Ein süsser Schmerz fuhr durch ihren Körper und sie atmete schneller. Durch die Klammern wurden ihre Warzen noch sensibler als sonst und als er mit seiner Zunge neckend darum schlängelte, konnte sie ein lautes Stöhnen nicht unterdrücken. "Schweig", befahl er, "Du sollst nehmen, Dich aber nicht äussern, sonst muss ich Dich bestrafen". Ihr Herz klopfte, wie konnte sie nur schweigen, wenn er sie in diesem Masse erregte, fragte sie sich selbst doch sie wusste, dass sie ihrem Herren gehorchen musste. Als er mit dem Stiel seiner Peitsche über ihren Bauch fuhr, langsam über ihren Venushügel glitt und sich schliesslich einen Weg an ihre intimste Stelle bahnte, biss sie sich vor Verlangen auf die Lippen, aber kein Laut entrann ihrer Kehle.

Der beste Höhepunkt ihres Lebens

Er stimulierte sie zunehmend härter, während er erst ihre süsse Perle der Lust nur versehentlich streifte, konzentrierte er sich bald ausschliesslich auf diese Stelle und Nina fiel es immer schwerer, ihre Lust nicht äussern zu dürfen. In ihrem ganzen Leben war sie nie so erregt gewesen und die Feuchtigkeit zwischen ihren Schenkeln zeigte Daniel, dass seine Gespielin äusserst positiv auf seine Stimulation reagierte. Immer wieder zog er zwischendurch an den Klammern, die sich noch immer auf ihren erregten Brustwarzen befanden. Es kostete sie enorme Anstrengung, auch bei diesem erregenden Schmerz keinen Laut von sich zu geben, gleichzeitig spürte sie aber, dass die Erregung durch ihr Schweigen noch stärker gesteigert wurde.

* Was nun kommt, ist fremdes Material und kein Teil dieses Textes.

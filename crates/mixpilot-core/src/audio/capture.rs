//! Audio capture backends.
//!
//! [`CpalCapture`] opens a multi-channel input stream and deinterleaves
//! the callback data into one [`RingBuffer`] per channel. The stream is
//! owned by a dedicated thread because cpal streams are not `Send`; the
//! DSP thread only ever touches the rings via [`AudioCapture::consume`].
//!
//! [`NullCapture`] is the no-op fallback: the system degrades to
//! console-meter-only analysis when no audio device is available.

use std::sync::atomic::{AtomicBool, Ordering};
use std::sync::Arc;
use std::thread::JoinHandle;
use std::time::Duration;

use cpal::traits::{DeviceTrait, HostTrait, StreamTrait};
use serde::{Deserialize, Serialize};
use thiserror::Error;

use super::ring::RingBuffer;

/// Errors from the capture backend
#[derive(Debug, Error)]
pub enum CaptureError {
    #[error("No input device found (id {0})")]
    DeviceNotFound(i32),

    #[error("Capture not opened")]
    NotOpen,

    #[error("Failed to build input stream: {0}")]
    StreamBuild(String),

    #[error("Failed to start input stream: {0}")]
    StreamPlay(String),

    #[error("Capture thread failed to start: {0}")]
    ThreadStart(String),
}

/// An available input device
#[derive(Debug, Clone)]
pub struct DeviceInfo {
    pub id: i32,
    pub name: String,
    pub max_input_channels: u16,
    pub default_sample_rate: u32,
}

/// Capture configuration
#[derive(Debug, Clone, Serialize, Deserialize)]
pub struct CaptureConfig {
    /// Input device index, -1 for the system default
    pub device_id: i32,
    /// Number of console channels to capture
    pub channel_count: usize,
    pub sample_rate: u32,
    /// Samples per analysis block (the FFT size)
    pub frames_per_block: usize,
}

impl Default for CaptureConfig {
    fn default() -> Self {
        Self {
            device_id: -1,
            channel_count: 32,
            sample_rate: crate::types::DEFAULT_SAMPLE_RATE,
            frames_per_block: crate::types::DEFAULT_FFT_SIZE,
        }
    }
}

/// Abstract capture backend consumed by the DSP loop.
pub trait AudioCapture: Send {
    fn open(&mut self, config: &CaptureConfig) -> Result<(), CaptureError>;
    fn start(&mut self) -> Result<(), CaptureError>;
    fn stop(&mut self);
    fn is_running(&self) -> bool;

    /// Drain buffered audio. For every channel with at least `frames`
    /// samples buffered, the callback receives `(channel_index_0_based,
    /// block)` with exactly `frames` deinterleaved samples. At most one
    /// block per channel per call; older backlog is discarded so the
    /// analysis always sees recent audio.
    fn consume(&mut self, frames: usize, cb: &mut dyn FnMut(usize, &[f32]));

    fn list_devices(&self) -> Vec<DeviceInfo>;
    fn backend_name(&self) -> &'static str;
}

// ── Null backend ─────────────────────────────────────────────────────

/// No-op capture: used when audio analysis is disabled or unavailable.
#[derive(Default)]
pub struct NullCapture;

impl AudioCapture for NullCapture {
    fn open(&mut self, _config: &CaptureConfig) -> Result<(), CaptureError> {
        Ok(())
    }

    fn start(&mut self) -> Result<(), CaptureError> {
        Ok(())
    }

    fn stop(&mut self) {}

    fn is_running(&self) -> bool {
        false
    }

    fn consume(&mut self, _frames: usize, _cb: &mut dyn FnMut(usize, &[f32])) {}

    fn list_devices(&self) -> Vec<DeviceInfo> {
        Vec::new()
    }

    fn backend_name(&self) -> &'static str {
        "null"
    }
}

// ── cpal backend ─────────────────────────────────────────────────────

/// Live capture through cpal.
pub struct CpalCapture {
    config: Option<CaptureConfig>,
    rings: Arc<Vec<RingBuffer>>,
    running: Arc<AtomicBool>,
    stop_tx: Option<flume::Sender<()>>,
    thread: Option<JoinHandle<()>>,
    scratch: Vec<f32>,
}

impl CpalCapture {
    pub fn new() -> Self {
        Self {
            config: None,
            rings: Arc::new(Vec::new()),
            running: Arc::new(AtomicBool::new(false)),
            stop_tx: None,
            thread: None,
            scratch: Vec::new(),
        }
    }

    fn find_device(device_id: i32) -> Result<cpal::Device, CaptureError> {
        let host = cpal::default_host();
        if device_id < 0 {
            return host
                .default_input_device()
                .ok_or(CaptureError::DeviceNotFound(device_id));
        }
        host.input_devices()
            .map_err(|e| CaptureError::StreamBuild(e.to_string()))?
            .nth(device_id as usize)
            .ok_or(CaptureError::DeviceNotFound(device_id))
    }
}

impl Default for CpalCapture {
    fn default() -> Self {
        Self::new()
    }
}

impl AudioCapture for CpalCapture {
    fn open(&mut self, config: &CaptureConfig) -> Result<(), CaptureError> {
        // Ring capacity of 8 blocks absorbs DSP-tick jitter before the
        // write path starts dropping
        let capacity = config.frames_per_block * 8;
        self.rings = Arc::new(
            (0..config.channel_count)
                .map(|_| RingBuffer::new(capacity))
                .collect(),
        );
        self.scratch = vec![0.0; config.frames_per_block];
        self.config = Some(config.clone());
        log::info!(
            "Capture opened: {} channels, {}Hz, {} frames/block",
            config.channel_count,
            config.sample_rate,
            config.frames_per_block
        );
        Ok(())
    }

    fn start(&mut self) -> Result<(), CaptureError> {
        let config = self.config.clone().ok_or(CaptureError::NotOpen)?;
        let rings = self.rings.clone();
        let running = self.running.clone();

        let (stop_tx, stop_rx) = flume::bounded::<()>(1);
        let (ready_tx, ready_rx) = flume::bounded::<Result<(), CaptureError>>(1);

        // The stream must live on its own thread: cpal streams are not
        // Send, and the DSP thread only reads the rings.
        let thread = std::thread::Builder::new()
            .name("audio-capture".into())
            .spawn(move || {
                let device = match Self::find_device(config.device_id) {
                    Ok(d) => d,
                    Err(e) => {
                        let _ = ready_tx.send(Err(e));
                        return;
                    }
                };

                let device_name = device.name().unwrap_or_else(|_| "Unknown".to_string());
                log::info!("Using input device: {}", device_name);

                let channels = config.channel_count as cpal::ChannelCount;
                let stream_config = cpal::StreamConfig {
                    channels,
                    sample_rate: cpal::SampleRate(config.sample_rate),
                    buffer_size: cpal::BufferSize::Default,
                };

                // Deinterleave scratch is preallocated: the data callback
                // must not allocate
                let mut deint = vec![0.0f32; config.frames_per_block];
                let n_channels = config.channel_count;
                let cb_rings = rings.clone();

                let stream = device.build_input_stream(
                    &stream_config,
                    move |data: &[f32], _info: &cpal::InputCallbackInfo| {
                        let frames = data.len() / n_channels;
                        for ch in 0..n_channels {
                            let n = frames.min(deint.len());
                            for i in 0..n {
                                deint[i] = data[i * n_channels + ch];
                            }
                            // Overflow is silently dropped by the ring
                            cb_rings[ch].write(&deint[..n]);
                        }
                    },
                    |err| log::error!("Capture stream error: {}", err),
                    None,
                );

                let stream = match stream {
                    Ok(s) => s,
                    Err(e) => {
                        let _ = ready_tx.send(Err(CaptureError::StreamBuild(e.to_string())));
                        return;
                    }
                };

                if let Err(e) = stream.play() {
                    let _ = ready_tx.send(Err(CaptureError::StreamPlay(e.to_string())));
                    return;
                }

                running.store(true, Ordering::Release);
                let _ = ready_tx.send(Ok(()));

                // Park until stop; dropping the stream ends capture
                let _ = stop_rx.recv();
                running.store(false, Ordering::Release);
                drop(stream);
            })
            .map_err(|e| CaptureError::ThreadStart(e.to_string()))?;

        match ready_rx.recv_timeout(Duration::from_secs(5)) {
            Ok(Ok(())) => {
                self.stop_tx = Some(stop_tx);
                self.thread = Some(thread);
                log::info!("Audio capture running");
                Ok(())
            }
            Ok(Err(e)) => {
                let _ = thread.join();
                Err(e)
            }
            Err(_) => Err(CaptureError::ThreadStart("timed out waiting for stream".into())),
        }
    }

    fn stop(&mut self) {
        if let Some(tx) = self.stop_tx.take() {
            let _ = tx.send(());
        }
        if let Some(thread) = self.thread.take() {
            let _ = thread.join();
        }
        self.running.store(false, Ordering::Release);
    }

    fn is_running(&self) -> bool {
        self.running.load(Ordering::Acquire)
    }

    fn consume(&mut self, frames: usize, cb: &mut dyn FnMut(usize, &[f32])) {
        if frames > self.scratch.len() {
            self.scratch.resize(frames, 0.0);
        }
        for (ch, ring) in self.rings.iter().enumerate() {
            // Skip stale backlog so analysis tracks recent audio
            while ring.available() >= frames * 2 {
                ring.read(&mut self.scratch[..frames]);
            }
            if ring.available() >= frames {
                let n = ring.read(&mut self.scratch[..frames]);
                cb(ch, &self.scratch[..n]);
            }
        }
    }

    fn list_devices(&self) -> Vec<DeviceInfo> {
        let host = cpal::default_host();
        let Ok(devices) = host.input_devices() else {
            return Vec::new();
        };
        devices
            .enumerate()
            .filter_map(|(i, d)| {
                let name = d.name().ok()?;
                let cfg = d.default_input_config().ok()?;
                Some(DeviceInfo {
                    id: i as i32,
                    name,
                    max_input_channels: cfg.channels(),
                    default_sample_rate: cfg.sample_rate().0,
                })
            })
            .collect()
    }

    fn backend_name(&self) -> &'static str {
        "cpal"
    }
}

impl Drop for CpalCapture {
    fn drop(&mut self) {
        self.stop();
    }
}
#[cfg(test)]
mod tests {
    use super::*;

    #[test]
    fn test_is_public_key() {
        assert!(!is_public_key(&[]));
        assert!(!is_public_key(&[1]));
        assert!(is_public_key(&hex::decode("0495dfb90f202c7d016ef42c65bc010cd26bb8237b06253cc4d12175097bef767ed6b1fcb3caf1ed57c98d92e6cb70278721b952e29a335134857acd4c199b9d2f").unwrap()));
        assert!(is_public_key(&[2; 33]));
        assert!(is_public_key(&[3; 33]));
        assert!(!is_public_key(&[4; 33]));
    }

    // https://github.com/btcsuite/btcd/blob/ff2e03e11233fa25c01cf4acbf76501fc008b31f/txscript/engine_test.go#L201
    #[test]
    fn test_check_pubkey_encoding() {
        let tests = [
            // uncompressed ok
            (
                [
                    "0411db93e1dcdb8a016b49840f8c53bc1eb68",
                    "a382e97b1482ecad7b148a6909a5cb2e0eaddfb84ccf",
                    "9744464f82e160bfa9b8b64f9d4c03f999b8643f656b",
                    "412a3",
                ]
                .concat(),
                Ok(()),
            ),
            // compressed ok
            (
                [
                    "02ce0b14fb842b1ba549fdd675c98075f12e9",
                    "c510f8ef52bd021a9a1f4809d3b4d",
                ]
                .concat(),
                Ok(()),
            ),
            // compressed ok
            (
                [
                    "032689c7c2dab13309fb143e0e8fe39634252",
                    "1887e976690b6b47f5b2a4b7d448e",
                ]
                .concat(),
                Ok(()),
            ),
            // empty
            ("".to_string(), Err(CheckSigError::PubKeyType)),
            // hybrid
            (
                [
                    "0679be667ef9dcbbac55a06295ce870b07029",
                    "bfcdb2dce28d959f2815b16f81798483ada7726a3c46",
                    "55da4fbfc0e1108a8fd17b448a68554199c47d08ffb1",
                    "0d4b8",
                ]
                .concat(),
                Err(CheckSigError::PubKeyType),
            ),
        ];

        for (hex_str, expected_result) in tests {
            let key = hex::decode(hex_str).expect("Invalid hex string");
            assert_eq!(
                check_pubkey_encoding(&key, VerifyFlags::STRICTENC),
                expected_result
            );
            // Without strict encoding anything goes.
            assert_eq!(check_pubkey_encoding(&key, VerifyFlags::NONE), Ok(()));
        }
    }

    // https://github.com/btcsuite/btcd/blob/ff2e03e11233fa25c01cf4acbf76501fc008b31f/txscript/engine_test.go#L261
    #[test]
    fn test_signature_encoding() {
        use SignatureEncodingError::*;

        let test_cases = [
            (
                "valid signature",
                [
                    "304402204e45e16932b8af514961a1d3a1a25",
                    "fdf3f4f7732e9d624c6c61548ab5fb8cd41022018152",
                    "2ec8eca07de4860a4acdd12909d831cc56cbbac46220",
                    "82221a8768d1d09",
                ]
                .concat(),
                None,
            ),
            (
                "bad magic",
                [
                    "314402204e45e16932b8af514961a1d3a1a25",
                    "fdf3f4f7732e9d624c6c61548ab5fb8cd41022018152",
                    "2ec8eca07de4860a4acdd12909d831cc56cbbac46220",
                    "82221a8768d1d09",
                ]
                .concat(),
                Some(InvalidSequenceId),
            ),
            (
                "bad 1st int marker magic",
                [
                    "304403204e45e16932b8af514961a1d3a1a25",
                    "fdf3f4f7732e9d624c6c61548ab5fb8cd41022018152",
                    "2ec8eca07de4860a4acdd12909d831cc56cbbac46220",
                    "82221a8768d1d09",
                ]
                .concat(),
                Some(InvalidIntegerIdR),
            ),
            (
                "bad 2nd int marker",
                [
                    "304402204e45e16932b8af514961a1d3a1a25",
                    "fdf3f4f7732e9d624c6c61548ab5fb8cd41032018152",
                    "2ec8eca07de4860a4acdd12909d831cc56cbbac46220",
                    "82221a8768d1d09",
                ]
                .concat(),
                Some(InvalidIntegerIdS),
            ),
            (
                "short len",
                [
                    "304302204e45e16932b8af514961a1d3a1a25",
                    "fdf3f4f7732e9d624c6c61548ab5fb8cd41022018152",
                    "2ec8eca07de4860a4acdd12909d831cc56cbbac46220",
                    "82221a8768d1d09",
                ]
                .concat(),
                Some(InvalidDataLength),
            ),
            (
                "long len",
                [
                    "304502204e45e16932b8af514961a1d3a1a25",
                    "fdf3f4f7732e9d624c6c61548ab5fb8cd41022018152",
                    "2ec8eca07de4860a4acdd12909d831cc56cbbac46220",
                    "82221a8768d1d09",
                ]
                .concat(),
                Some(InvalidDataLength),
            ),
            (
                "long X",
                [
                    "304402424e45e16932b8af514961a1d3a1a25",
                    "fdf3f4f7732e9d624c6c61548ab5fb8cd41022018152",
                    "2ec8eca07de4860a4acdd12909d831cc56cbbac46220",
                    "82221a8768d1d09",
                ]
                .concat(),
                Some(MissingTypeIdS),
            ),
            (
                "long Y",
                [
                    "304402204e45e16932b8af514961a1d3a1a25",
                    "fdf3f4f7732e9d624c6c61548ab5fb8cd41022118152",
                    "2ec8eca07de4860a4acdd12909d831cc56cbbac46220",
                    "82221a8768d1d09",
                ]
                .concat(),
                Some(InvalidLengthS),
            ),
            (
                "short Y",
                [
                    "304402204e45e16932b8af514961a1d3a1a25",
                    "fdf3f4f7732e9d624c6c61548ab5fb8cd41021918152",
                    "2ec8eca07de4860a4acdd12909d831cc56cbbac46220",
                    "82221a8768d1d09",
                ]
                .concat(),
                Some(InvalidLengthS),
            ),
            (
                "trailing crap",
                [
                    "304402204e45e16932b8af514961a1d3a1a25",
                    "fdf3f4f7732e9d624c6c61548ab5fb8cd41022018152",
                    "2ec8eca07de4860a4acdd12909d831cc56cbbac46220",
                    "82221a8768d1d0901",
                ]
                .concat(),
                Some(InvalidDataLength),
            ),
            (
                "X == N",
                [
                    "30440220fffffffffffffffffffffffffffff",
                    "ffebaaedce6af48a03bbfd25e8cd0364141022018152",
                    "2ec8eca07de4860a4acdd12909d831cc56cbbac46220",
                    "82221a8768d1d09",
                ]
                .concat(),
                Some(NegativeR),
            ),
            (
                "X > N",
                [
                    "30440220fffffffffffffffffffffffffffff",
                    "ffebaaedce6af48a03bbfd25e8cd0364142022018152",
                    "2ec8eca07de4860a4acdd12909d831cc56cbbac46220",
                    "82221a8768d1d09",
                ]
                .concat(),
                Some(NegativeR),
            ),
            (
                "Y == N",
                [
                    "304402204e45e16932b8af514961a1d3a1a25",
                    "fdf3f4f7732e9d624c6c61548ab5fb8cd410220fffff",
                    "ffffffffffffffffffffffffffebaaedce6af48a03bb",
                    "fd25e8cd0364141",
                ]
                .concat(),
                Some(NegativeS),
            ),
            (
                "Y > N",
                [
                    "304402204e45e16932b8af514961a1d3a1a25",
                    "fdf3f4f7732e9d624c6c61548ab5fb8cd410220fffff",
                    "ffffffffffffffffffffffffffebaaedce6af48a03bb",
                    "fd25e8cd0364142",
                ]
                .concat(),
                Some(NegativeS),
            ),
            (
                "0 len X",
                [
                    "302402000220181522ec8eca07de4860a4acd",
                    "d12909d831cc56cbbac4622082221a8768d1d09",
                ]
                .concat(),
                Some(ZeroLengthR),
            ),
            (
                "0 len Y",
                [
                    "302402204e45e16932b8af514961a1d3a1a25",
                    "fdf3f4f7732e9d624c6c61548ab5fb8cd410200",
                ]
                .concat(),
                Some(ZeroLengthS),
            ),
            (
                "extra R padding",
                [
                    "30450221004e45e16932b8af514961a1d3a1a",
                    "25fdf3f4f7732e9d624c6c61548ab5fb8cd410220181",
                    "522ec8eca07de4860a4acdd12909d831cc56cbbac462",
                    "2082221a8768d1d09",
                ]
                .concat(),
                Some(TooMuchPaddingR),
            ),
            (
                "extra S padding",
                [
                    "304502204e45e16932b8af514961a1d3a1a25",
                    "fdf3f4f7732e9d624c6c61548ab5fb8cd41022100181",
                    "522ec8eca07de4860a4acdd12909d831cc56cbbac462",
                    "2082221a8768d1d09",
                ]
                .concat(),
                Some(TooMuchPaddingS),
            ),
        ];

        for (name, sig, expected) in test_cases {
            let sig = hex::decode(sig).unwrap();
            let result = is_valid_signature_encoding(&sig).err();
            assert_eq!(result, expected, "{name}");

            // With an ALL|FORKID hash type byte appended.
            let mut full_sig = sig.clone();
            full_sig.push(0x41);
            let flags = VerifyFlags::STRICTENC | VerifyFlags::SIGHASH_FORKID;
            assert_eq!(
                check_signature_encoding(&full_sig, flags).err(),
                expected.map(CheckSigError::Der),
                "{name}"
            );
        }
    }

    #[test]
    fn test_empty_signature_is_allowed() {
        let flags = VerifyFlags::STRICTENC | VerifyFlags::LOW_S;
        assert_eq!(check_signature_encoding(&[], flags), Ok(()));
    }

    #[test]
    fn test_high_s() {
        let full_sig = hex::decode(
            "3045022052ffc1929a2d8bd365c6a2a4e3421711b4b1e1b8781698ca9075807b4227abcb0221009984107ddb9e3813782b095d0d84361ed4c76e5edaf6561d252ae162c2341cfb01",
        )
        .unwrap();

        assert_eq!(
            check_signature_encoding(&full_sig, VerifyFlags::STRICTENC),
            Ok(())
        );
        assert_eq!(
            check_signature_encoding(&full_sig, VerifyFlags::STRICTENC | VerifyFlags::LOW_S),
            Err(CheckSigError::HighS)
        );
    }

    #[test]
    fn test_hash_type_encoding() {
        let forkid = VerifyFlags::SIGHASH_FORKID;
        let none = VerifyFlags::NONE;

        assert_eq!(check_hash_type_encoding(0x01, none), Ok(()));
        assert_eq!(check_hash_type_encoding(0x83, none), Ok(()));
        assert_eq!(check_hash_type_encoding(0x41, forkid), Ok(()));
        assert_eq!(check_hash_type_encoding(0xc2, forkid), Ok(()));
        assert_eq!(
            check_hash_type_encoding(0x00, none),
            Err(CheckSigError::InvalidSigHashType(0x00))
        );
        assert_eq!(
            check_hash_type_encoding(0x44, forkid),
            Err(CheckSigError::InvalidSigHashType(0x44))
        );
        assert_eq!(
            check_hash_type_encoding(0x41, none),
            Err(CheckSigError::IllegalForkId)
        );
        assert_eq!(
            check_hash_type_encoding(0x01, forkid),
            Err(CheckSigError::MustUseForkId)
        );
    }

    #[test]
    fn test_hash_type_checked_before_der() {
        // Bad sequence id and an undefined hash type.
        let full_sig = hex::decode(
            "314402204e45e16932b8af514961a1d3a1a25fdf3f4f7732e9d624c6c61548ab5fb8cd410220181522ec8eca07de4860a4acdd12909d831cc56cbbac4622082221a8768d1d0904",
        )
        .unwrap();

        assert_eq!(
            check_signature_encoding(&full_sig, VerifyFlags::STRICTENC),
            Err(CheckSigError::InvalidSigHashType(0x04))
        );
        assert_eq!(
            check_signature_encoding(&full_sig, VerifyFlags::DERSIG),
            Err(CheckSigError::Der(SignatureEncodingError::InvalidSequenceId))
        );
    }

    #[test]
    fn test_uses_fork_id() {
        let forkid = VerifyFlags::SIGHASH_FORKID;
        assert!(uses_fork_id(&[0x30, 0x41], forkid));
        assert!(!uses_fork_id(&[0x30, 0x01], forkid));
        assert!(!uses_fork_id(&[0x30, 0x41], VerifyFlags::NONE));
        assert!(!uses_fork_id(&[], forkid));
    }
}
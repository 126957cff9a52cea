use crate::debug::Debugger;
use crate::num::ScriptNum;
use std::fmt::Display;
use std::ops::Deref;
use std::sync::Arc;

/// Stack error type.
#[derive(Debug, Clone, Eq, PartialEq, thiserror::Error)]
pub enum StackError {
    #[error("invalid stack operation")]
    InvalidOperation,
    #[error(transparent)]
    Num(#[from] crate::num::NumError),
}

type Result<T> = std::result::Result<T, StackError>;

/// A stack used for managing script execution data with various operations.
///
/// Numeric reads honour the configured maximum operand size and the
/// minimal-data rule. Pushes and pops are reported to the attached
/// [`Debugger`], if any.
#[derive(Clone)]
pub struct Stack {
    data: Vec<Vec<u8>>,
    max_num_len: usize,
    verify_minimaldata: bool,
    after_genesis: bool,
    debugger: Option<Arc<dyn Debugger>>,
}

impl Default for Stack {
    fn default() -> Self {
        Self {
            data: Vec::new(),
            max_num_len: ScriptNum::MAX_NUM_SIZE,
            verify_minimaldata: false,
            after_genesis: false,
            debugger: None,
        }
    }
}

impl std::fmt::Debug for Stack {
    fn fmt(&self, f: &mut std::fmt::Formatter<'_>) -> std::fmt::Result {
        f.debug_struct("Stack")
            .field("data", &self.data)
            .field("max_num_len", &self.max_num_len)
            .field("verify_minimaldata", &self.verify_minimaldata)
            .field("after_genesis", &self.after_genesis)
            .finish()
    }
}

/// Two stacks are equal when they hold the same elements.
impl PartialEq for Stack {
    fn eq(&self, other: &Self) -> bool {
        self.data == other.data
    }
}

impl Eq for Stack {}

impl Display for Stack {
    fn fmt(&self, f: &mut std::fmt::Formatter<'_>) -> std::fmt::Result {
        write!(f, "[")?;

        for (i, item) in self.data.iter().enumerate() {
            if item.is_empty() {
                write!(f, "<empty>")?;
            } else {
                write!(f, "{}", hex::encode(item))?;
            }

            if i != self.data.len() - 1 {
                write!(f, ", ")?;
            }
        }

        write!(f, "]")
    }
}

impl From<Vec<Vec<u8>>> for Stack {
    fn from(data: Vec<Vec<u8>>) -> Self {
        Self {
            data,
            ..Default::default()
        }
    }
}

impl Deref for Stack {
    type Target = [Vec<u8>];

    fn deref(&self) -> &Self::Target {
        &self.data
    }
}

Er war ein erfahrener Meister, er fühlte genau, wenn sie sich kurz vor einem Höhepunkt befand und stoppte seine Berührungen immer rechtzeitig, so dass sich ihr Verlangen von Sekunde zu Sekunde steigerte. Sie wand sich in ihren Fesseln, wollte ihn anflehen nicht mehr aufzuhören, doch sie wusste, dass er sie dann noch länger gequält hätte. Als er ihr nach unendlich scheinender Zeit endlich befahl sich fallenzulassen und ihre Lust herauszuschreien, dauerte es nur noch wenige Sekunden, bis sie von einem Höhepunkt geschüttelt wurde, den sie niemals zuvor so intensiv erlebt hatte. Nina liefen Tränen der Erleichterung über die Wangen und als Daniel sie wenig später von ihren Fesseln befreite, sank sie kraftlos in seine Arme und liess sich von ihm bereitwillig auf das grosse Sofa legen. "Darf ich wieder kommen?" fragte sie und er nickte.